A regulator comparison.... the alternator regulator has no current limiter. It does not need one because an alternator of a given physical description will be self limiting in current output. There may be one additional unit in an alternator regulator, that being a field relay to turn on field current during operation.

In the DC regulator current limiter, you have all of the output current flowing through the windings of the unit, with temperature rise becoming an issue. Anytime we have full output current running through something, we raise the possibility of increased failure rate.

Sorry, back to the cutout relay... The cutout relay disconnects the battery from the generator at a voltage that is higher than the highest terminal voltage that the charged battery may attain. Specifications may vary, but the point is that it disconnects the two units at a range of voltage in which the alternator and the battery would still be connected. Consequently, we are not availing ourselves of some important charging opportunities, those being at low speeds.

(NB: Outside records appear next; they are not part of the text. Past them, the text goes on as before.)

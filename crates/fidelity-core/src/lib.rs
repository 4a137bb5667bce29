//! Core types for histogram moment fidelity analysis
//!
//! This crate holds the vocabulary shared by every other fidelity crate:
//!
//! - the unified [`Error`] type and [`Result`] alias
//! - the ordered [`QualityTier`] grade
//! - [`Moment`], [`MomentSet`] and the validated [`WeightVector`]
//! - the table keys [`DistributionType`], [`AnalysisContext`],
//!   [`PrecisionLevel`] and [`Objective`]

pub mod error;
pub mod keys;
pub mod moments;
pub mod tier;
pub mod utils;

pub use error::{Error, Result};
pub use keys::{AnalysisContext, DistributionType, Objective, PrecisionLevel};
pub use moments::{Moment, MomentSet, WeightVector, WEIGHT_SUM_TOLERANCE};
pub use tier::QualityTier;

/// Prelude for convenient imports
pub mod prelude {
    pub use crate::{
        AnalysisContext, DistributionType, Error, Moment, MomentSet, Objective, PrecisionLevel,
        QualityTier, Result, WeightVector,
    };
}
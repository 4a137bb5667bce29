//! Core types for histogram representation

use fidelity_core::{Error, Result};
use serde::{Deserialize, Serialize};
use std::fmt;

/// A single bin in a histogram
#[derive(Debug, Clone, PartialEq)]
pub struct HistogramBin {
    /// Left edge of the bin (inclusive)
    pub left: f64,
    /// Right edge of the bin (exclusive, except for the last bin)
    pub right: f64,
    /// Number of values in this bin
    pub count: u64,
    /// Density (count / (total_count * bin_width))
    pub density: f64,
}

impl HistogramBin {
    /// Create a new histogram bin
    pub fn new(left: f64, right: f64, count: u64, total_count: u64) -> Self {
        let width = right - left;
        let density = if width > 0.0 && total_count > 0 {
            count as f64 / (total_count as f64 * width)
        } else {
            0.0
        };

        Self {
            left,
            right,
            count,
            density,
        }
    }

    /// Get the center point of the bin
    pub fn center(&self) -> f64 {
        (self.left + self.right) / 2.0
    }

    /// Get the width of the bin
    pub fn width(&self) -> f64 {
        self.right - self.left
    }

    /// Check if a value falls within this bin
    pub fn contains(&self, value: f64) -> bool {
        value >= self.left && value < self.right
    }

    /// Get the relative frequency (count / total_count)
    pub fn frequency(&self, total_count: u64) -> f64 {
        if total_count > 0 {
            self.count as f64 / total_count as f64
        } else {
            0.0
        }
    }
}

impl fmt::Display for HistogramBin {
    fn fmt(&self, f: &mut fmt::Formatter<'_>) -> fmt::Result {
        write!(
            f,
            "[{:.3}, {:.3}): count={}, density={:.3}",
            self.left, self.right, self.count, self.density
        )
    }
}

/// A binned view of a sample.
///
/// Holds `n + 1` strictly increasing finite edges and `n` counts, with
/// `n >= 1`. Bins are half-open `[left, right)` except the last one, which
/// also includes its right edge.
#[derive(Debug, Clone, PartialEq, Serialize, Deserialize)]
#[serde(try_from = "RawHistogram")]
pub struct Histogram {
    bin_edges: Vec<f64>,
    bin_counts: Vec<u64>,
}

#[derive(Deserialize)]
struct RawHistogram {
    bin_edges: Vec<f64>,
    bin_counts: Vec<u64>,
}

impl TryFrom<RawHistogram> for Histogram {
    type Error = Error;

    fn try_from(raw: RawHistogram) -> Result<Self> {
        Histogram::from_edges(&raw.bin_edges, &raw.bin_counts)
    }
}

impl Histogram {
    /// Create a histogram from explicit edges and counts
    ///
    /// Fails when there is no bin, when `edges.len() != counts.len() + 1`, or
    /// when the edges are not finite and strictly increasing.
    pub fn from_edges(edges: &[f64], counts: &[u64]) -> Result<Self> {
        validate_edges(edges)?;
        if edges.len() != counts.len() + 1 {
            return Err(Error::size_mismatch(
                counts.len() + 1,
                edges.len(),
                "histogram edges",
            ));
        }
        Ok(Self {
            bin_edges: edges.to_vec(),
            bin_counts: counts.to_vec(),
        })
    }

    /// Create a histogram over `edges` by counting the values of `sample`
    ///
    /// Values outside `[edges[0], edges[n]]` are not counted.
    pub fn from_sample(edges: &[f64], sample: &[f64]) -> Result<Self> {
        validate_edges(edges)?;
        let num_bins = edges.len() - 1;
        let mut counts = vec![0u64; num_bins];
        for &value in sample {
            if let Some(idx) = locate(edges, value) {
                counts[idx] += 1;
            }
        }
        Ok(Self {
            bin_edges: edges.to_vec(),
            bin_counts: counts,
        })
    }

    /// Get bin edges (including rightmost edge)
    pub fn edges(&self) -> &[f64] {
        &self.bin_edges
    }

    /// Get counts
    pub fn counts(&self) -> &[u64] {
        &self.bin_counts
    }

    /// Get the number of bins
    pub fn len(&self) -> usize {
        self.bin_counts.len()
    }

    /// Check if the histogram has no bins
    pub fn is_empty(&self) -> bool {
        self.bin_counts.is_empty()
    }

    /// Get the total count of data points
    pub fn total_count(&self) -> u64 {
        self.bin_counts.iter().sum()
    }

    /// Left edge of the first bin
    pub fn min(&self) -> f64 {
        self.bin_edges[0]
    }

    /// Right edge of the last bin
    pub fn max(&self) -> f64 {
        self.bin_edges[self.bin_edges.len() - 1]
    }

    /// Get bin centers as a vector
    pub fn centers(&self) -> Vec<f64> {
        self.bin_edges
            .windows(2)
            .map(|w| (w[0] + w[1]) / 2.0)
            .collect()
    }

    /// Get bin widths as a vector
    pub fn widths(&self) -> Vec<f64> {
        self.bin_edges.windows(2).map(|w| w[1] - w[0]).collect()
    }

    /// Get frequencies as a vector; all zeros when nothing was counted
    pub fn frequencies(&self) -> Vec<f64> {
        let total = self.total_count();
        if total == 0 {
            return vec![0.0; self.len()];
        }
        self.bin_counts
            .iter()
            .map(|&c| c as f64 / total as f64)
            .collect()
    }

    /// Get the bins
    pub fn bins(&self) -> Vec<HistogramBin> {
        let total = self.total_count();
        self.bin_edges
            .windows(2)
            .zip(&self.bin_counts)
            .map(|(w, &count)| HistogramBin::new(w[0], w[1], count, total))
            .collect()
    }

    /// Find which bin contains a given value
    pub fn find_bin(&self, value: f64) -> Option<usize> {
        locate(&self.bin_edges, value)
    }
}

impl fmt::Display for Histogram {
    fn fmt(&self, f: &mut fmt::Formatter<'_>) -> fmt::Result {
        write!(
            f,
            "Histogram({} bins, n={}, range=[{:.3}, {:.3}])",
            self.len(),
            self.total_count(),
            self.min(),
            self.max()
        )
    }
}

fn validate_edges(edges: &[f64]) -> Result<()> {
    if edges.len() < 2 {
        return Err(Error::InvalidInput(format!(
            "a histogram needs at least 2 edges, got {}",
            edges.len()
        )));
    }
    if edges.iter().any(|e| !e.is_finite()) {
        return Err(Error::InvalidInput(
            "histogram edges must be finite".to_string(),
        ));
    }
    if let Some(i) = edges.windows(2).position(|w| w[1] <= w[0]) {
        return Err(Error::InvalidInput(format!(
            "histogram edges must be strictly increasing (edge {} = {} follows {})",
            i + 1,
            edges[i + 1],
            edges[i]
        )));
    }
    Ok(())
}

/// Bin index of `value` for validated edges
fn locate(edges: &[f64], value: f64) -> Option<usize> {
    let last = edges.len() - 1;
    if !(value >= edges[0] && value <= edges[last]) {
        return None;
    }
    if value == edges[last] {
        return Some(last - 1);
    }
    Some(edges.partition_point(|&e| e <= value) - 1)
}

Another difference is that the sliding brush connection in the alternator is a low current with the brush running on smooth slip rings. The DC generator brush is running on an interrupted surface and carrying high current, meaning the output current. If you have a 60 amp DC generator, at maximum output all of that current is being handled by that brush/commutator connection. Hence, brush life in an alternator is enormously greater than that of a DC generator. Enormously.

One advantage, realistically minor, that a DC generator has over an alternator, is that a DC generator has residual magnetism in the field winding cores, so it can generate some field current with a dead battery and begin the charging process. An alternator can not "self excite" its field, and so, with no battery voltage to excite the field, it has no output. I will prudently choose to omit any humorous reference to self-excitement in this discussion.

An interesting side note will require a definition of a term. Armature is a term that has several definitions. The DC generator has a rotating part called the armature. Also, the term armature is used to refer to the conductor in a generating device in which current is generated. So, an alternator includes wires in which current is generated. Those conductors are part of a component called the stator. The rotating part of an alternator is called the rotor, and it provides the magnetic field.

Now, getting to the point, since I know you are desperately hoping I will.... both devices have "armatures" of the second definition, and both of them produce AC in those armatures. Both devices utilize rectification, which is a change from AC to DC. The alternator does it with diodes (electrical check valves, so to speak), and the DC generator uses the cooperative efforts of the segmented commutator on the armature (both definitions now!) and the brushes.

So..... if AC is prouduced in both, and DC is the output of both, then why do we call one of them the DC generator and the other an alternator? Danged if I know.

In summary, then, for those of you still awake.... The alternator charges better at low speeds, and lasts longer due to longer brush life, and has a simpler and longer lasting regulator. Once the alternator came into production, little more development work was done with DC generators. Consequently, you won't generally find high output DC generators of a physical size suitable to use in a pickup truck. There were much higher output units used on buses, big trucks, and construction equipment, but you almost have to have a shop crane to move the things.

You can buy some really nice alternators with high output today. They are a good thing.